En fin de compte, nous sommes confrontés à un problème d’inadéquation et de mauvaise répartition des ressources. En tant que rhumatologue, mes portes sont ouvertes aux patients atteints d’axSpA pour lesquels nous disposons d’une panoplie de traitements avancés (« le bon patient reçoit le bon traitement au bon moment »). Dans le même temps, mes patients référés sont désormais généralement des patients plus âgés souffrant de lombalgie mécanique et de dégénérescence des articulations sacro-iliaques (« le mauvais patient qui voit le mauvais consultant », tout en occupant un créneau de consultation rare en rhumatologie). Bien qu’il s’agisse d’un problème relativement insignifiant dans une pratique individuelle, ce même problème fait que les services d’urgence sont engorgés de patients nécessitant une admission, alors que jusqu’à 20 % des patients hospitalisés dans les hôpitaux canadiens ne nécessitent pas de soins de courte durée, mais attendent d’être pris en charge pour d’autres niveaux de soins.

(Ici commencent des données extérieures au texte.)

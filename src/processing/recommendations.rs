//! Threshold-driven team advice

use crate::processing::chemistry::ChemistryMetrics;
use crate::processing::workload::WorkloadMetrics;

pub const BALANCE_THRESHOLD: f64 = 0.7;
pub const CONFLICT_RISK_THRESHOLD: f64 = 0.6;
pub const COMMUNICATION_THRESHOLD: f64 = 0.7;
pub const COLLABORATION_THRESHOLD: f64 = 0.7;
pub const LARGE_TEAM_SIZE: usize = 5;

pub const WELL_BALANCED: &str = "Team composition looks well-balanced!";

/// Build advice for a team of `team_size` role slots. Never returns an empty list.
pub fn generate_recommendations(
    workload: &WorkloadMetrics,
    chemistry: &ChemistryMetrics,
    team_size: usize,
) -> Vec<String> {
    let mut recommendations = Vec::new();

    if !workload.overloaded_members.is_empty() {
        recommendations.push(format!(
            "Consider redistributing tasks from {}",
            workload.overloaded_members.join(", ")
        ));
    }

    if !workload.underutilized_members.is_empty() {
        recommendations.push(format!(
            "Assign additional responsibilities to {}",
            workload.underutilized_members.join(", ")
        ));
    }

    if workload.balance_score < BALANCE_THRESHOLD {
        recommendations.push("Workload distribution needs improvement - consider task reallocation".to_string());
    }

    if chemistry.conflict_risk > CONFLICT_RISK_THRESHOLD {
        recommendations.push("High conflict risk detected - consider team building activities".to_string());
    }

    if chemistry.communication_score < COMMUNICATION_THRESHOLD {
        recommendations.push("Communication score is low - implement regular check-ins".to_string());
    }

    if chemistry.collaboration_score < COLLABORATION_THRESHOLD {
        recommendations.push("Collaboration needs improvement - consider pair programming or mentoring".to_string());
    }

    if team_size > LARGE_TEAM_SIZE {
        recommendations.push("Large team size detected - consider breaking into smaller sub-teams".to_string());
    }

    if recommendations.is_empty() {
        recommendations.push(WELL_BALANCED.to_string());
    }

    recommendations
}
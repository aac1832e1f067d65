//! Team optimizer: constraint-aware team assignment from the command line

use clap::Parser;
use indicatif::{ProgressBar, ProgressStyle};
use log::{error, info};
use std::path::Path;
use std::process;
use std::sync::Arc;
use std::time::Duration;
use team_optimizer::audit::sink_from_config;
use team_optimizer::cli::{self, Cli, Commands, ConfigAction, ModelAction};
use team_optimizer::input::manager::SnapshotLoader;
use team_optimizer::output::report::OptimizationMode;
use team_optimizer::output::{save_report_to_file, ReportGenerator};
use team_optimizer::processing::constraints::parse_constraints;
use team_optimizer::processing::embedding_manager::EmbeddingModelManager;
use team_optimizer::processing::embeddings::{backend_from_config, EmbeddingBackend};
use team_optimizer::processing::TeamOptimizer;
use team_optimizer::{Config, Result, TeamOptimizerError};

#[tokio::main]
async fn main() {
    let cli = Cli::parse();

    let log_level = if cli.verbose { "debug" } else { "info" };
    env_logger::Builder::from_env(env_logger::Env::default().default_filter_or(log_level)).init();

    let config_path = cli.config.clone().unwrap_or_else(Config::config_path);
    let config = match Config::load_from(&config_path) {
        Ok(config) => config,
        Err(e) => {
            error!("Failed to load configuration: {}", e);
            process::exit(1);
        }
    };

    if let Err(e) = run_command(cli.command, config, &config_path).await {
        error!("Command failed: {}", e);
        process::exit(1);
    }
}

fn spinner(message: &str) -> ProgressBar {
    let bar = ProgressBar::new_spinner();
    if let Ok(style) = ProgressStyle::with_template("{spinner:.cyan} {msg}") {
        bar.set_style(style);
    }
    bar.set_message(message.to_string());
    bar.enable_steady_tick(Duration::from_millis(100));
    bar
}

async fn run_command(command: Commands, mut config: Config, config_path: &Path) -> Result<()> {
    match command {
        Commands::Optimize {
            snapshot,
            project,
            mode,
            seed,
            output,
            save,
            detailed,
        } => {
            cli::validate_file_extension(&snapshot, &["json", "toml"])
                .map_err(|e| TeamOptimizerError::InvalidInput(format!("Snapshot file: {}", e)))?;
            let mode = cli::parse_mode(&mode).map_err(TeamOptimizerError::InvalidInput)?;
            let output_format = match output {
                Some(format) => cli::parse_output_format(&format).map_err(TeamOptimizerError::InvalidInput)?,
                None => config.output.format,
            };

            let store = SnapshotLoader::new().open_store(&snapshot).await?;

            let backend: Option<Arc<dyn EmbeddingBackend>> = match mode {
                OptimizationMode::Advanced => {
                    let bar = spinner(&format!("Loading embedding model {}", config.models.embedding_model));
                    let backend = backend_from_config(&config);
                    bar.finish_and_clear();
                    Some(backend?)
                }
                OptimizationMode::Basic => None,
            };

            let optimizer = TeamOptimizer::new(&config, backend)
                .with_seed(seed)
                .with_audit(sink_from_config(&config.audit));

            let bar = spinner(&format!("Optimizing project {}", project));
            let report = optimizer.optimize(&store, &project, mode).await;
            bar.finish_and_clear();
            let report = report?;

            let generator = ReportGenerator::with_options(
                config.output.color_output && save.is_none(),
                detailed || config.output.detailed,
                true,
                true,
                true,
            );
            let content = generator.generate_report(&report, &output_format)?;

            match save {
                Some(path) => {
                    save_report_to_file(&content, &path)?;
                    println!("Report saved to {}", path.display());
                }
                None => println!("{}", content),
            }
        }

        Commands::Projects { snapshot } => {
            let store = SnapshotLoader::new().open_store(&snapshot).await?;
            let ids = store.project_ids();
            if ids.is_empty() {
                println!("No projects in {}", snapshot.display());
            }
            for id in ids {
                println!("{}", id);
            }
        }

        Commands::Constraints { text } => {
            let constraints = parse_constraints(&text);
            println!("{}", serde_json::to_string_pretty(&constraints)?);
        }

        Commands::Models { action } => {
            let mut manager = EmbeddingModelManager::new(config.models_dir().clone()).await?;

            match action {
                ModelAction::List => {
                    println!("Embedding models\n");
                    for (id, info) in manager.list_available_models() {
                        let status = if manager.is_model_downloaded(id) { "downloaded" } else { "available" };
                        println!("  • {} ({}) - {} MB [{}]", id, info.repo_id, info.size_mb, status);
                        println!("    {}", info.description);
                    }
                }

                ModelAction::Download { model, force } => {
                    let model_id = manager
                        .resolve_model_id(&model)
                        .ok_or_else(|| TeamOptimizerError::NotFound(format!("Unknown model '{}'", model)))?;

                    if manager.is_model_downloaded(&model_id) {
                        if !force {
                            println!("Model '{}' is already downloaded (use --force to re-download)", model_id);
                            return Ok(());
                        }
                        manager.remove_model(&model_id).await?;
                    }

                    let bar = spinner(&format!("Downloading {}", model_id));
                    let result = manager.download_model(&model_id).await;
                    bar.finish_and_clear();
                    let path = result?;
                    println!("Model '{}' downloaded to {}", model_id, path.display());
                }

                ModelAction::Remove { model } => {
                    let model_id = manager.resolve_model_id(&model).unwrap_or(model);
                    manager.remove_model(&model_id).await?;
                    println!("Model '{}' removed", model_id);
                }

                ModelAction::Info { model } => {
                    let model_id = manager
                        .resolve_model_id(&model)
                        .ok_or_else(|| TeamOptimizerError::NotFound(format!("Unknown model '{}'", model)))?;
                    if let Some(info) = manager.get_model_info(&model_id) {
                        println!("Name: {}", info.name);
                        println!("Repository: {}", info.repo_id);
                        println!("Size: {} MB", info.size_mb);
                        println!("Dimensions: {}", info.dimensions);
                        println!("Description: {}", info.description);
                    }
                    match manager.get_model_path(&model_id) {
                        Some(path) => println!("Status: downloaded ({})", path.display()),
                        None => println!("Status: not downloaded (team-optimizer models download {})", model_id),
                    }
                }
            }
        }

        Commands::Config { action } => match action {
            Some(ConfigAction::Show) | None => {
                println!("# {}\n", config_path.display());
                let content = toml::to_string_pretty(&config).map_err(|e| {
                    TeamOptimizerError::Configuration(format!("Failed to serialize config: {}", e))
                })?;
                println!("{}", content);
            }

            Some(ConfigAction::Reset) => {
                Config::default().save_to(config_path)?;
                info!("Configuration reset to defaults at {}", config_path.display());
            }

            Some(ConfigAction::Set { key, value }) => {
                config.set_value(&key, &value)?;
                config.validate()?;
                config.save_to(config_path)?;
                info!("Set {} = {}", key, value);
            }
        },
    }

    Ok(())
}
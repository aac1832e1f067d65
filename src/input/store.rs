//! Document store boundary
//!
//! Persistence lives outside the engine. The optimizer only needs key lookups
//! for a project and the full current employee roster, expressed by
//! [`DocumentStore`]. [`SnapshotStore`] serves both from an in-memory snapshot.

use crate::error::{Result, TeamOptimizerError};
use serde::{Deserialize, Serialize};
use std::collections::BTreeMap;
use std::future::Future;
use std::sync::Arc;

#[derive(Debug, Clone, Serialize, Deserialize)]
pub struct SkillRecord {
    pub name: String,
    #[serde(default)]
    pub level: Option<String>,
}

#[derive(Debug, Clone, Serialize, Deserialize)]
pub struct EmployeeRecord {
    #[serde(default)]
    pub id: Option<String>,
    pub name: String,
    #[serde(default)]
    pub email: String,
    #[serde(default)]
    pub skills: Vec<SkillRecord>,
    #[serde(default)]
    pub gender: Option<String>,
    #[serde(default)]
    pub department: Option<String>,
}

#[derive(Debug, Clone, Serialize, Deserialize)]
pub struct RoleRecord {
    pub role: String,
    #[serde(default)]
    pub description: Option<String>,
}

#[derive(Debug, Clone, Serialize, Deserialize)]
pub struct ProjectRecord {
    pub name: String,
    #[serde(default)]
    pub description: String,
    #[serde(default)]
    pub required_roles: Vec<RoleRecord>,
    #[serde(default)]
    pub constraints: Option<String>,
}

/// A point-in-time copy of the store contents.
#[derive(Debug, Clone, Default, Serialize, Deserialize)]
pub struct Snapshot {
    #[serde(default)]
    pub projects: BTreeMap<String, ProjectRecord>,
    #[serde(default)]
    pub employees: Vec<EmployeeRecord>,
}

pub trait DocumentStore {
    /// Look up a project by id. Missing projects yield [`TeamOptimizerError::NotFound`].
    fn project(&self, id: &str) -> impl Future<Output = Result<ProjectRecord>> + Send;

    /// Every employee in scope.
    fn employees(&self) -> impl Future<Output = Result<Vec<EmployeeRecord>>> + Send;
}

#[derive(Debug, Clone)]
pub struct SnapshotStore {
    snapshot: Arc<Snapshot>,
}

impl SnapshotStore {
    pub fn new(snapshot: Arc<Snapshot>) -> Self {
        Self { snapshot }
    }

    pub fn project_ids(&self) -> Vec<String> {
        self.snapshot.projects.keys().cloned().collect()
    }
}

impl DocumentStore for SnapshotStore {
    async fn project(&self, id: &str) -> Result<ProjectRecord> {
        self.snapshot
            .projects
            .get(id)
            .cloned()
            .ok_or_else(|| TeamOptimizerError::NotFound(format!("Project '{}' not found", id)))
    }

    async fn employees(&self) -> Result<Vec<EmployeeRecord>> {
        Ok(self.snapshot.employees.clone())
    }
}
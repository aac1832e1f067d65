//! Input module
//! Snapshot detection, loading and the document store boundary

pub mod file_detector;
pub mod manager;
pub mod store;
//! End-to-end optimizer tests over snapshot fixtures

use std::path::PathBuf;
use std::sync::Arc;
use team_optimizer::audit::{AuditEvent, AuditSink, JsonlAuditSink};
use team_optimizer::input::manager::SnapshotLoader;
use team_optimizer::input::store::{EmployeeRecord, ProjectRecord, RoleRecord, SkillRecord, Snapshot, SnapshotStore};
use team_optimizer::output::report::{OptimizationMode, TeamConfidence};
use team_optimizer::processing::embeddings::EmbeddingBackend;
use team_optimizer::processing::TeamOptimizer;
use team_optimizer::{Config, Result, TeamOptimizerError};
use tempfile::TempDir;

/// Bag-of-topics embedder: backend, design and infrastructure words plus a bias term.
struct TopicBackend;

const TOPICS: [&[&str]; 3] = [
    &["python", "backend"],
    &["design", "figma"],
    &["go", "kubernetes", "platform"],
];

impl EmbeddingBackend for TopicBackend {
    fn encode(&self, texts: &[String]) -> Result<Vec<Vec<f32>>> {
        Ok(texts
            .iter()
            .map(|text| {
                let lowered = text.to_lowercase();
                let words: Vec<&str> = lowered.split(|c: char| !c.is_alphanumeric()).filter(|w| !w.is_empty()).collect();
                let mut vector: Vec<f32> = TOPICS
                    .iter()
                    .map(|topic| {
                        words
                            .iter()
                            .filter(|w| topic.iter().any(|k| w.starts_with(k)))
                            .count() as f32
                    })
                    .collect();
                vector.push(1.0);
                vector
            })
            .collect())
    }

    fn model_name(&self) -> &str {
        "topic-stub"
    }
}

struct OfflineBackend;

impl EmbeddingBackend for OfflineBackend {
    fn encode(&self, _texts: &[String]) -> Result<Vec<Vec<f32>>> {
        Err(TeamOptimizerError::EmbeddingUnavailable("connection refused".to_string()))
    }

    fn model_name(&self) -> &str {
        "offline"
    }
}

fn fixture(name: &str) -> PathBuf {
    PathBuf::from(env!("CARGO_MANIFEST_DIR")).join("tests").join("fixtures").join(name)
}

async fn company_store() -> SnapshotStore {
    SnapshotLoader::new().open_store(&fixture("company.json")).await.unwrap()
}

fn optimizer() -> TeamOptimizer {
    TeamOptimizer::new(&Config::default(), Some(Arc::new(TopicBackend))).with_seed(Some(42))
}

fn employee(name: &str, gender: &str, skills: &[(&str, &str)]) -> EmployeeRecord {
    EmployeeRecord {
        id: None,
        name: name.to_string(),
        email: format!("{}@example.com", name.to_lowercase()),
        skills: skills
            .iter()
            .map(|(n, l)| SkillRecord { name: n.to_string(), level: Some(l.to_string()) })
            .collect(),
        gender: Some(gender.to_string()),
        department: None,
    }
}

fn single_project_store(roles: &[&str], constraints: &str, employees: Vec<EmployeeRecord>) -> SnapshotStore {
    let mut snapshot = Snapshot::default();
    snapshot.projects.insert(
        "p1".to_string(),
        ProjectRecord {
            name: "Test Project".to_string(),
            description: String::new(),
            required_roles: roles
                .iter()
                .map(|r| RoleRecord { role: r.to_string(), description: None })
                .collect(),
            constraints: Some(constraints.to_string()),
        },
    );
    snapshot.employees = employees;
    SnapshotStore::new(Arc::new(snapshot))
}

#[tokio::test]
async fn test_must_have_skill_holder_is_on_every_team() {
    let store = company_store().await;
    let report = optimizer()
        .optimize(&store, "apollo", OptimizationMode::Advanced)
        .await
        .unwrap();

    assert_eq!(report.confidence, TeamConfidence::Ranked);
    assert_eq!(report.metadata.candidates_enumerated, 6);
    // Only the four permutations that place Alice survive.
    assert_eq!(report.metadata.candidates_surviving, 4);
    assert_eq!(report.teams.len(), 3);

    for team in &report.teams {
        assert!(team.members.iter().any(|m| m.name == "Alice"));
        assert_eq!(team.members[0].role, "Backend Engineer");
        assert_eq!(team.members[1].role, "Designer");
    }

    let best = report.best_team().unwrap();
    assert_eq!(best.members[0].name, "Alice");
    assert_eq!(best.members[1].name, "Bob");
    assert!((best.explanations[0] - 0.816).abs() < 1e-9);
    assert!((best.explanations[1] - 1.0).abs() < 1e-9);
    assert_eq!(report.metadata.embedding_model.as_deref(), Some("topic-stub"));
}

#[tokio::test]
async fn test_ranking_is_non_increasing_and_capped_by_diversity() {
    let store = company_store().await;
    for project in ["apollo", "platform"] {
        let report = optimizer()
            .optimize(&store, project, OptimizationMode::Advanced)
            .await
            .unwrap();

        assert!(report.teams.len() <= 3);
        for pair in report.teams.windows(2) {
            assert!(pair[0].total_score >= pair[1].total_score);
        }
        for team in &report.teams {
            for score in &team.explanations {
                assert!(*score >= 0.0 && *score <= team.diversity_score);
            }
        }
        assert!(report.overall_score >= 0.0 && report.overall_score <= 1.0);
    }
}

#[tokio::test]
async fn test_tie_break_follows_enumeration_order() {
    let store = company_store().await;
    let report = optimizer()
        .optimize(&store, "apollo", OptimizationMode::Advanced)
        .await
        .unwrap();

    // [Alice, Carol] and [Carol, Alice] tie; the earlier permutation wins.
    let third = &report.teams[2];
    assert_eq!(third.members[0].name, "Alice");
    assert_eq!(third.members[1].name, "Carol");
}

#[tokio::test]
async fn test_blank_roles_and_unknown_clauses_are_skipped() {
    let store = company_store().await;
    let report = optimizer()
        .optimize(&store, "platform", OptimizationMode::Advanced)
        .await
        .unwrap();

    assert_eq!(report.best_team().unwrap().members.len(), 2);
    assert_eq!(report.constraints.at_least.get("female"), Some(&2));
    assert_eq!(report.constraints.max.get("junior"), Some(&1));
    assert_eq!(report.constraints.ignored.len(), 1);

    // Alice and Carol are the only pair with two women on the team.
    let best = report.best_team().unwrap();
    assert_eq!(best.diversity_score, 1.0);
    let mut names: Vec<&str> = best.members.iter().map(|m| m.name.as_str()).collect();
    names.sort();
    assert_eq!(names, vec!["Alice", "Carol"]);
}

#[tokio::test]
async fn test_unsatisfiable_must_have_uses_marked_fallback() {
    let store = company_store().await;
    let report = optimizer()
        .optimize(&store, "mainframe", OptimizationMode::Advanced)
        .await
        .unwrap();

    assert!(report.is_fallback());
    assert_eq!(report.metadata.candidates_surviving, 0);
    assert_eq!(report.teams.len(), 1);
    assert_eq!(report.teams[0].explanations, vec![0.5, 0.5]);
    assert_eq!(report.teams[0].members[0].name, "Alice");
    assert_eq!(report.teams[0].members[1].name, "Bob");
}

#[tokio::test]
async fn test_single_employee_covers_every_role() {
    let store = single_project_store(
        &["Backend Engineer", "Designer", "Platform Engineer"],
        "",
        vec![employee("Solo", "female", &[("python", "senior")])],
    );
    let report = optimizer()
        .optimize(&store, "p1", OptimizationMode::Advanced)
        .await
        .unwrap();

    assert_eq!(report.confidence, TeamConfidence::Fallback);
    let team = &report.teams[0];
    assert_eq!(team.explanations, vec![0.5, 0.3, 0.3]);
    assert!(team.members.iter().all(|m| m.name == "Solo"));
    assert!(!team.members[0].reused);
    assert!(team.members[1].reused && team.members[2].reused);

    // One distinct person: chemistry is perfect by definition.
    let chemistry = &report.chemistry_metrics;
    assert_eq!(
        [
            chemistry.overall_chemistry,
            chemistry.communication_score,
            chemistry.collaboration_score,
            chemistry.conflict_risk,
            chemistry.team_cohesion
        ],
        [1.0, 1.0, 1.0, 0.0, 1.0]
    );
}

#[tokio::test]
async fn test_more_roles_than_people_rewards_distinct_members() {
    let store = single_project_store(
        &["Backend Engineer", "Product Designer", "Python Developer"],
        "",
        vec![
            employee("Alice", "female", &[("python", "senior")]),
            employee("Bob", "male", &[("figma", "mid")]),
        ],
    );
    let report = optimizer()
        .optimize(&store, "p1", OptimizationMode::Advanced)
        .await
        .unwrap();

    assert_eq!(report.confidence, TeamConfidence::Ranked);
    assert_eq!(report.metadata.candidates_enumerated, 8);

    for team in &report.teams {
        for (member, score) in team.members.iter().zip(&team.explanations) {
            if member.reused {
                assert_eq!(*score, 0.0);
            }
        }
    }

    // Alice on both Python roles would score 3.0 if repeats kept their fit.
    let best = report.best_team().unwrap();
    let names: Vec<&str> = best.members.iter().map(|m| m.name.as_str()).collect();
    assert_eq!(names, vec!["Alice", "Bob", "Alice"]);
    assert!(best.members[2].reused);
    assert_eq!(best.explanations, vec![1.0, 1.0, 0.0]);
    assert!((best.total_score - 2.0).abs() < 1e-9);
    assert!(report.teams.iter().all(|t| t.total_score <= best.total_score));
}

#[tokio::test]
async fn test_violated_max_floors_diversity() {
    let store = single_project_store(
        &["Lead", "Architect"],
        "max 1 senior, prefer 2 female",
        vec![
            employee("Dana", "female", &[("python", "senior")]),
            employee("Erin", "female", &[("go", "senior")]),
        ],
    );
    let report = optimizer()
        .optimize(&store, "p1", OptimizationMode::Advanced)
        .await
        .unwrap();

    for team in &report.teams {
        assert!(team.diversity_score <= 0.5);
        assert!(team.explanations.iter().all(|s| *s <= 0.5));
    }
}

#[tokio::test]
async fn test_missing_project_is_not_found() {
    let store = company_store().await;
    let result = optimizer().optimize(&store, "atlantis", OptimizationMode::Advanced).await;
    assert!(matches!(result, Err(TeamOptimizerError::NotFound(_))));
}

#[tokio::test]
async fn test_empty_roster_is_no_candidate_pool() {
    let store = single_project_store(&["Backend Engineer"], "", Vec::new());
    for mode in [OptimizationMode::Advanced, OptimizationMode::Basic] {
        let result = optimizer().optimize(&store, "p1", mode).await;
        assert!(matches!(result, Err(TeamOptimizerError::NoCandidatePool(_))));
    }
}

#[tokio::test]
async fn test_embedding_outage_is_fatal() {
    let store = company_store().await;
    let optimizer = TeamOptimizer::new(&Config::default(), Some(Arc::new(OfflineBackend)));
    let result = optimizer.optimize(&store, "apollo", OptimizationMode::Advanced).await;
    assert!(matches!(result, Err(TeamOptimizerError::EmbeddingUnavailable(_))));
}

#[tokio::test]
async fn test_seed_pins_chemistry() {
    let store = company_store().await;
    let first = optimizer().optimize(&store, "apollo", OptimizationMode::Advanced).await.unwrap();
    let second = optimizer().optimize(&store, "apollo", OptimizationMode::Advanced).await.unwrap();
    assert_eq!(first.chemistry_metrics, second.chemistry_metrics);
    assert_eq!(first.overall_score, second.overall_score);
}

#[tokio::test]
async fn test_basic_mode_needs_no_embeddings() {
    let store = company_store().await;
    let optimizer = TeamOptimizer::new(&Config::default(), None).with_seed(Some(1));
    let report = optimizer.optimize(&store, "apollo", OptimizationMode::Basic).await.unwrap();

    assert_eq!(report.confidence, TeamConfidence::Heuristic);
    let team = report.best_team().unwrap();
    assert_eq!(team.members[0].name, "Alice");
    assert_eq!(team.members[1].name, "Bob");
    assert_eq!(team.explanations, vec![0.8, 0.8]);
    assert!(report.metadata.embedding_model.is_none());
    assert!(!report.recommendations.is_empty());
}

#[tokio::test]
async fn test_audit_event_is_recorded_after_optimization() {
    let temp_dir = TempDir::new().unwrap();
    let log_path = temp_dir.path().join("audit.jsonl");
    let sink: Arc<dyn AuditSink> = Arc::new(JsonlAuditSink::new(log_path.clone()));

    let store = company_store().await;
    optimizer()
        .with_audit(Some(sink))
        .optimize(&store, "mainframe", OptimizationMode::Advanced)
        .await
        .unwrap();

    let content = std::fs::read_to_string(&log_path).unwrap();
    let events: Vec<AuditEvent> = content.lines().map(|l| serde_json::from_str(l).unwrap()).collect();
    assert_eq!(events.len(), 1);
    assert_eq!(events[0].project_id, "mainframe");
    assert_eq!(events[0].mode, "advanced");
    assert!(events[0].fallback);
}

#[tokio::test]
async fn test_broken_audit_sink_does_not_fail_optimization() {
    let temp_dir = TempDir::new().unwrap();
    // A directory where the log file should be makes every append fail.
    let log_path = temp_dir.path().join("blocked");
    std::fs::create_dir_all(&log_path).unwrap();
    let sink: Arc<dyn AuditSink> = Arc::new(JsonlAuditSink::new(log_path));

    let store = company_store().await;
    let report = optimizer()
        .with_audit(Some(sink))
        .optimize(&store, "apollo", OptimizationMode::Advanced)
        .await;
    assert!(report.is_ok());
}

Les réflexes conditionnés et la « rapidité de la pensée » sont des principes fondamentaux de la psychologie et de l’économie comportementale, respectivement. Thinking, Fast and Slow est un superbe livre de Daniel Kahneman, qui couvre son travail avec Amos Tversky, récipiendaire d’un prix Nobel, et qui explique le comportement humain dans de nombreuses situations courantes. La rapidité de la pensée repose sur des heuristiques et signifie généralement ne pas penser du tout, ce qui conduit à des réponses réflexes telles que sacro-iliite = consultation en rhumatologie. Le réflexe conditionné décrit par Pavlov chez ses chiens fonctionne de manière très similaire : une cloche qui sonne peut déclencher la salivation en prévision d’un repas en l’absence de toute nourriture. Pavlov a reçu le prix Nobel de médecine en 1904 pour ses travaux. Il est intéressant de noter que la question de savoir si Pavlov a réellement utilisé une cloche dans ses expériences est controversée. Selon Wikipédia, l’image de la cloche est attribuée à l’un des rivaux et contemporains de Pavlov, le neurologue russe Vladimir Bechterev (ou Bechterew). Pour boucler la boucle, Bechterev a été l’un des premiers cliniciens à décrire la spondylarthrite ankylosante en 18931, qui portait auparavant le nom de maladie de Bechterew. Il n’aurait certainement jamais pu imaginer les difficultés que nous rencontrerions encore, plus d’un siècle plus tard, pour diagnostiquer cette maladie et le spectre des troubles de l’axSpA.

Philip A. Baer, MDCM, FRCPC, FACR
Rédacteur en chef, JSCR
Scarborough (Ontario)

Référence :

1. Bechterew W. "Steifigkeit der Wirbelsaule und ihre Verkrummung als besondere Erkrankungsform". Neurol Centralbl. 1983; 12: 426–434.